The NHMRC last week released the innocuous sounding Assessing Cost-Effectiveness in Prevention report. The document is the result of five years of research by people who take carrots, nuts and celery into work in plastic lunch boxes, and think the rest of us should do the same.
The report has at its centre some fairly predictable calls for smokers to be taxed out of existence with an immediate 5 per cent increase in tobacco taxes (on top of the 25 per cent increase in April this year), a 10 per cent increase in the tax on spirits, and an increase in the legal drinking age from 18 to 21.
Smokers and drinkers are now so inured to this kind of stuff that they laugh wheezily in the face of both death, and more punitive tax regimes.
The left-field entry in this report is that in addition to the war on (legal) drugs we are now about to declare war on salt, that most excellent of condiments, which for centuries has played an invaluable role in preserving food but accentuating and enhancing flavour.
In her little-known tome Spices, Salt and Aromatics in the English Kitchen, the doyen of food writers Elizabeth David devotes five pages to the correct use of salt.
“Forget not the salt, whether it be a question of your bread dough, your salad dressing, your béchamel sauce, your omelette, your rice, your spice compounds – and do not forget the salt when it comes to making a stock or broth which is to be concentrated by reduction, or you take the risk of making it uneatable by anybody’s standard.”

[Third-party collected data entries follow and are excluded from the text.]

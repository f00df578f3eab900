//! Packet and message definitions, the additive checksum, and the wire codec.
//!
//! Every unit exchanged between the two entities is a [`Packet`].  This module
//! is responsible for:
//! - Defining the fixed-size packet layout (three integers + 20-byte payload).
//! - Computing and verifying the additive checksum that is the protocol's only
//!   corruption detector.
//! - Serialising a [`Packet`] into a byte buffer for the UDP transport and
//!   parsing it back.
//!
//! No I/O happens here.
//!
//! # Wire format
//!
//! All integers are **big-endian** two's-complement `i32`.
//!
//! ```text
//!  0               1               2               3
//!  0 1 2 3 4 5 6 7 0 1 2 3 4 5 6 7 0 1 2 3 4 5 6 7 0 1 2 3 4 5 6 7
//! +-+-+-+-+-+-+-+-+-+-+-+-+-+-+-+-+-+-+-+-+-+-+-+-+-+-+-+-+-+-+-+-+
//! |                        Sequence Number                        |
//! +-+-+-+-+-+-+-+-+-+-+-+-+-+-+-+-+-+-+-+-+-+-+-+-+-+-+-+-+-+-+-+-+
//! |              Acknowledgment Number (-1 = not in use)          |
//! +-+-+-+-+-+-+-+-+-+-+-+-+-+-+-+-+-+-+-+-+-+-+-+-+-+-+-+-+-+-+-+-+
//! |                           Checksum                            |
//! +-+-+-+-+-+-+-+-+-+-+-+-+-+-+-+-+-+-+-+-+-+-+-+-+-+-+-+-+-+-+-+-+
//! |                     Payload (20 bytes) ...                    |
//! +-+-+-+-+-+-+-+-+-+-+-+-+-+-+-+-+-+-+-+-+-+-+-+-+-+-+-+-+-+-+-+-+
//! ```
//!
//! Total size: [`PACKET_LEN`] = 32 bytes.

use thiserror::Error;

/// Number of payload bytes carried by every packet and message.
pub const PAYLOAD_LEN: usize = 20;

/// Sentinel for header fields that carry no meaning (acknum on data packets,
/// seqnum on acknowledgements).
pub const NOTINUSE: i32 = -1;

/// Byte length of an encoded packet on the wire.
pub const PACKET_LEN: usize = 32;

/// Filler byte used for the payload of pure acknowledgements.
const ACK_FILL: u8 = b'0';

// Byte offsets of each field within the serialised packet.
const OFF_SEQ: usize = 0;
const OFF_ACK: usize = 4;
const OFF_CHECKSUM: usize = 8;
const OFF_PAYLOAD: usize = 12;

/// Fixed-size application data unit.
pub type Payload = [u8; PAYLOAD_LEN];

// ---------------------------------------------------------------------------
// Message
// ---------------------------------------------------------------------------

/// One application message handed down to the sender.
#[derive(Debug, Clone, Copy, PartialEq, Eq)]
pub struct Message {
    pub data: Payload,
}

impl Message {
    /// The `k`-th message of a generated stream: twenty copies of the letter
    /// `'a' + k % 26`.
    pub fn letter(k: usize) -> Self {
        Self {
            data: [b'a' + (k % 26) as u8; PAYLOAD_LEN],
        }
    }
}

// ---------------------------------------------------------------------------
// Packet
// ---------------------------------------------------------------------------

/// A complete protocol packet.
///
/// The fields are public so that a channel emulator can damage them in
/// transit; protocol code only ever builds packets through [`Packet::data`]
/// and [`Packet::ack`], which fill in the checksum.
#[derive(Debug, Clone, Copy, PartialEq, Eq)]
pub struct Packet {
    pub seqnum: i32,
    pub acknum: i32,
    pub checksum: i32,
    pub payload: Payload,
}

impl Packet {
    /// Build a data packet carrying `payload` under sequence number `seqnum`.
    pub fn data(seqnum: i32, payload: Payload) -> Self {
        let mut packet = Self {
            seqnum,
            acknum: NOTINUSE,
            checksum: 0,
            payload,
        };
        packet.checksum = compute_checksum(&packet);
        packet
    }

    /// Build an individual acknowledgement for sequence number `acknum`.
    pub fn ack(acknum: i32) -> Self {
        let mut packet = Self {
            seqnum: NOTINUSE,
            acknum,
            checksum: 0,
            payload: [ACK_FILL; PAYLOAD_LEN],
        };
        packet.checksum = compute_checksum(&packet);
        packet
    }

    /// `true` when the stored checksum disagrees with the recomputed one.
    pub fn is_corrupted(&self) -> bool {
        self.checksum != compute_checksum(self)
    }

    /// Serialise this packet into its fixed-size wire representation.
    ///
    /// The stored checksum is written as-is; it is never recomputed here.
    pub fn encode(&self) -> [u8; PACKET_LEN] {
        let mut buf = [0u8; PACKET_LEN];
        buf[OFF_SEQ..OFF_SEQ + 4].copy_from_slice(&self.seqnum.to_be_bytes());
        buf[OFF_ACK..OFF_ACK + 4].copy_from_slice(&self.acknum.to_be_bytes());
        buf[OFF_CHECKSUM..OFF_CHECKSUM + 4].copy_from_slice(&self.checksum.to_be_bytes());
        buf[OFF_PAYLOAD..].copy_from_slice(&self.payload);
        buf
    }

    /// Parse a [`Packet`] from a raw byte slice.
    ///
    /// Returns [`Err`] if `buf` is not exactly [`PACKET_LEN`] bytes long.  The
    /// checksum is **not** verified: a damaged packet decodes fine and is
    /// rejected later by [`Packet::is_corrupted`], exactly like one damaged by
    /// the emulator.
    pub fn decode(buf: &[u8]) -> Result<Self, PacketError> {
        if buf.len() < PACKET_LEN {
            return Err(PacketError::BufferTooShort(buf.len()));
        }
        if buf.len() != PACKET_LEN {
            return Err(PacketError::LengthMismatch(buf.len()));
        }

        let mut payload = [0u8; PAYLOAD_LEN];
        payload.copy_from_slice(&buf[OFF_PAYLOAD..]);

        Ok(Self {
            seqnum: read_i32(buf, OFF_SEQ),
            acknum: read_i32(buf, OFF_ACK),
            checksum: read_i32(buf, OFF_CHECKSUM),
            payload,
        })
    }
}

/// Errors that can arise when parsing a raw datagram.
#[derive(Debug, Error, PartialEq, Eq)]
pub enum PacketError {
    #[error("buffer of {0} bytes is too short to contain a packet")]
    BufferTooShort(usize),
    #[error("datagram of {0} bytes does not match the fixed packet length")]
    LengthMismatch(usize),
}

/// Additive checksum: `seqnum + acknum + Σ payload bytes`.
///
/// The checksum field itself is excluded from the sum.  Arithmetic wraps so
/// that damaged header values cannot overflow.
pub fn compute_checksum(packet: &Packet) -> i32 {
    packet
        .payload
        .iter()
        .fold(packet.seqnum.wrapping_add(packet.acknum), |sum, &b| {
            sum.wrapping_add(i32::from(b))
        })
}

fn read_i32(buf: &[u8], off: usize) -> i32 {
    let mut word = [0u8; 4];
    word.copy_from_slice(&buf[off..off + 4]);
    i32::from_be_bytes(word)
}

Such wild talk would have Ms David arrested by the NHMRC, which in its report is proposing a mandatory limit on salt in the three basic food items of bread, cereals and margarine, and a new 10 per cent tax on so-called junk foods such as potato crisps.
The idea of not using salt, or using an imperceptible amount of salt, in the making of bread is a genuine culinary crime. And while any decent cook will only use unsalted butter in cooking – purely so as to control the amount of salt which is added subsequently to a dish - you would never put unsalted butter on your bread as it does nothing to bring out bread’s flavour.
The issue here seems to be one of volume. Are we really ingesting so much salt as to be endangering our lives? If we are, surely it’s a question of educating people who subsist on nothing but Cheezels and Kettle Chips that there’s other, wiser ways of using the stuff?
As anyone who has ever accidentally bought a bottle of tasteless salt-free tomato sauce will tell you, the mandated absence of salt is a recipe for culinary disaster. Letting health experts determine what should really be questions of food preparation is the most unwelcome culinary trend since the invention of wholemeal pasta.